Below are several records. Retype exactly those lines running from the one with "use crate::types::Preference;" through the one with "surface.set_dark(preference.is_enabled());", end lines included, and no others.
[[ Data to examine, beginning ]]
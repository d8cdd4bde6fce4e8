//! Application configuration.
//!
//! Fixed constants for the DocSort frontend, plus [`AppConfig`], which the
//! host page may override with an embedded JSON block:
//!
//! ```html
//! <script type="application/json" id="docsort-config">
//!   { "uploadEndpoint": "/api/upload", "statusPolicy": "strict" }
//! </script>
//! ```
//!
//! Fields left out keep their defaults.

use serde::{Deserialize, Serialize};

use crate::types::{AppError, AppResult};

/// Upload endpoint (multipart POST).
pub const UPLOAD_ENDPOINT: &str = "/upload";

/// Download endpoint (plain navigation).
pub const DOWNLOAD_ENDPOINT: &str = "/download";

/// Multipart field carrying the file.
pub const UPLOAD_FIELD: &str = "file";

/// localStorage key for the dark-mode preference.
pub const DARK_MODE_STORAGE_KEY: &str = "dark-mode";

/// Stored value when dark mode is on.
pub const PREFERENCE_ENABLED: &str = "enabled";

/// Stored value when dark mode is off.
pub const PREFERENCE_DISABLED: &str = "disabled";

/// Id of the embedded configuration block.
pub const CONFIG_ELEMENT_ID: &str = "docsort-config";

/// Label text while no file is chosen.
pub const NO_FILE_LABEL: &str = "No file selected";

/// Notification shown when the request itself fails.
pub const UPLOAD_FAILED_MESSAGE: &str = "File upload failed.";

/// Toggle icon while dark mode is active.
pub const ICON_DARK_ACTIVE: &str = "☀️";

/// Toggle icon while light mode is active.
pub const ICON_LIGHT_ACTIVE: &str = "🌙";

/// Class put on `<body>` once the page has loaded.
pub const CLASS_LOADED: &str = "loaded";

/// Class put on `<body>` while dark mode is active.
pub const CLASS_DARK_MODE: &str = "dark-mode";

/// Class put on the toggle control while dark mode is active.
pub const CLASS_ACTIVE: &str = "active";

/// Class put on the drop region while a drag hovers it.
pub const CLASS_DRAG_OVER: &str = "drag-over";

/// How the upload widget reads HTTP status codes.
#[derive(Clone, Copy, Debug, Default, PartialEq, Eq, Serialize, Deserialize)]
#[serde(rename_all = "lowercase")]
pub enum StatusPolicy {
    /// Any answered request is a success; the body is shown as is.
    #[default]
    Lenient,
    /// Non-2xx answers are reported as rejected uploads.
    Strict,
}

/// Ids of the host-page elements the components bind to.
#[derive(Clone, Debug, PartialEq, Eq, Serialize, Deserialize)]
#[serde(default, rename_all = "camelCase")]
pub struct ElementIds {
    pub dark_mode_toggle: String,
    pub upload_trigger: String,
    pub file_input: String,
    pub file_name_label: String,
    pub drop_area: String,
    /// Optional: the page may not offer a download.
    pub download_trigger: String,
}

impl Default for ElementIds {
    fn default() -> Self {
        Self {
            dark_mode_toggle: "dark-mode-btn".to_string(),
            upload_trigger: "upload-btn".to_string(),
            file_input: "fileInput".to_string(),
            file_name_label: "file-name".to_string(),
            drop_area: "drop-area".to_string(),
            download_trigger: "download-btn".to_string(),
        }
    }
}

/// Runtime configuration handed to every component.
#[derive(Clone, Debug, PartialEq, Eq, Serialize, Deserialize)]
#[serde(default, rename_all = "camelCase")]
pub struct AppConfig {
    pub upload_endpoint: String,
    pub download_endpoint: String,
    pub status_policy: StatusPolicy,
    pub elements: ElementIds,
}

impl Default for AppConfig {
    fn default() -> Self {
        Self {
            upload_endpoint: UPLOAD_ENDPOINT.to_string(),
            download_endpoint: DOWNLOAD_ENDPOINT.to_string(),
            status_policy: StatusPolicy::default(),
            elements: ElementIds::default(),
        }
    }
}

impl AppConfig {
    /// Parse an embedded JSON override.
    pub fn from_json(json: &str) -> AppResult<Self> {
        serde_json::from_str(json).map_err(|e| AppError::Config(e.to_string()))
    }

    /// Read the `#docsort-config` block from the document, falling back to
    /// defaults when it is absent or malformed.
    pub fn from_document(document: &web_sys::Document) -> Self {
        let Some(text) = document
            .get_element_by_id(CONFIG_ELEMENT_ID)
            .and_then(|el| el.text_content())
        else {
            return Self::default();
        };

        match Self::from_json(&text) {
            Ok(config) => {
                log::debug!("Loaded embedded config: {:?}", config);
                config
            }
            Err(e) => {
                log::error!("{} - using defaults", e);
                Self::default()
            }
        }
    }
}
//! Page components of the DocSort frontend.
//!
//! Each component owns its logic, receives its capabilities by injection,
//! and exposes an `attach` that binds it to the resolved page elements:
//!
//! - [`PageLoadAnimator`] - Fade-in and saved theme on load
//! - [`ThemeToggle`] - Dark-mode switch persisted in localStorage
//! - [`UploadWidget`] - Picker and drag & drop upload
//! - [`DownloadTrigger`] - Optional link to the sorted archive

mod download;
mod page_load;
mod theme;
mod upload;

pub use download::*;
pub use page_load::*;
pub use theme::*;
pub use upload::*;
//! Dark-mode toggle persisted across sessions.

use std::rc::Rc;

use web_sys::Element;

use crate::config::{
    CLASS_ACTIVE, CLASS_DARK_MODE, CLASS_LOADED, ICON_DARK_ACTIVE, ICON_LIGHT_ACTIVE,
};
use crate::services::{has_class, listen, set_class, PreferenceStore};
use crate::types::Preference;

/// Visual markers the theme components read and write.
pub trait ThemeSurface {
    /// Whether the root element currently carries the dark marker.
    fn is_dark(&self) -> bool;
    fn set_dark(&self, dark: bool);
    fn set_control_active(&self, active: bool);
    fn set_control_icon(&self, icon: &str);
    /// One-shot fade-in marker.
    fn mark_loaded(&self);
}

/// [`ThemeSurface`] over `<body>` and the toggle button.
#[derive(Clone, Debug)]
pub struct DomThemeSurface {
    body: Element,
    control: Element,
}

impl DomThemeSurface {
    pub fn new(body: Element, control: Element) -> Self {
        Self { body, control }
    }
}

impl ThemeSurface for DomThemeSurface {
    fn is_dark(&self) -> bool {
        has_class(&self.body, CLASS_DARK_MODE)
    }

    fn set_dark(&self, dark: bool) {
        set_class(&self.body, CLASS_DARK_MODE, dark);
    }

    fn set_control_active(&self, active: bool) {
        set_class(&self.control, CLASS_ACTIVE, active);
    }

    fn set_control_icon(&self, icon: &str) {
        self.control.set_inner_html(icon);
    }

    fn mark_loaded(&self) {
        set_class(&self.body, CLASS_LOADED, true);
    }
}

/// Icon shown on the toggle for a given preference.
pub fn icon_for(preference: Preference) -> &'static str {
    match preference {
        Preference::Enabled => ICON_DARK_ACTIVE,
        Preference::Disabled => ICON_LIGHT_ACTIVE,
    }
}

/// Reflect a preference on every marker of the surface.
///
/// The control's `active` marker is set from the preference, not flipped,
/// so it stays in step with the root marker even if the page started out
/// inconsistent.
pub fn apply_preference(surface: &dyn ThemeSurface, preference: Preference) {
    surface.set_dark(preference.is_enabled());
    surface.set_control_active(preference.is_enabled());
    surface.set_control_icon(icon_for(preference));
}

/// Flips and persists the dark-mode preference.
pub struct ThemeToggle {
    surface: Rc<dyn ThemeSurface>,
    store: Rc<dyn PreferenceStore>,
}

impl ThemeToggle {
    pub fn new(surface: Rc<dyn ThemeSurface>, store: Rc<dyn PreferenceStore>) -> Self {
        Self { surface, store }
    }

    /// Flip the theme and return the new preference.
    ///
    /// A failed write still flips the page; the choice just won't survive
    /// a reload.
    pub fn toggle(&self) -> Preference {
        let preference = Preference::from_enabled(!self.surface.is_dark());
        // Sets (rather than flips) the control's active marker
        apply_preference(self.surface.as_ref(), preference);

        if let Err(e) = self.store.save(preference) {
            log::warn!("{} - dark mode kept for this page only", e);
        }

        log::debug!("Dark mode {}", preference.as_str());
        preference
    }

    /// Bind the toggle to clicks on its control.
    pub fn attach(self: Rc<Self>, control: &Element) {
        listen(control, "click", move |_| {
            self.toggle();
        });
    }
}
[[ Data to examine, end ]]
- _Solution_
use crate::types::Preference;

/// Visual markers the theme components read and write.
pub trait ThemeSurface {
    /// Whether the root element currently carries the dark marker.
    fn is_dark(&self) -> bool;
    fn set_dark(&self, dark: bool);
    fn set_control_active(&self, active: bool);
    fn set_control_icon(&self, icon: &str);
    /// One-shot fade-in marker.
    fn mark_loaded(&self);
}

/// [`ThemeSurface`] over `<body>` and the toggle button.
#[derive(Clone, Debug)]
pub struct DomThemeSurface {
    body: Element,
    control: Element,
}

impl DomThemeSurface {
    pub fn new(body: Element, control: Element) -> Self {
        Self { body, control }
    }
}

impl ThemeSurface for DomThemeSurface {
    fn is_dark(&self) -> bool {
        has_class(&self.body, CLASS_DARK_MODE)
    }

    fn set_dark(&self, dark: bool) {
        set_class(&self.body, CLASS_DARK_MODE, dark);
    }

    fn set_control_active(&self, active: bool) {
        set_class(&self.control, CLASS_ACTIVE, active);
    }

    fn set_control_icon(&self, icon: &str) {
        self.control.set_inner_html(icon);
    }

    fn mark_loaded(&self) {
        set_class(&self.body, CLASS_LOADED, true);
    }
}

/// Icon shown on the toggle for a given preference.
pub fn icon_for(preference: Preference) -> &'static str {
    match preference {
        Preference::Enabled => ICON_DARK_ACTIVE,
        Preference::Disabled => ICON_LIGHT_ACTIVE,
    }
}

/// Reflect a preference on every marker of the surface.
///
/// The control's `active` marker is set from the preference, not flipped,
/// so it stays in step with the root marker even if the page started out
/// inconsistent.
pub fn apply_preference(surface: &dyn ThemeSurface, preference: Preference) {
    surface.set_dark(preference.is_enabled());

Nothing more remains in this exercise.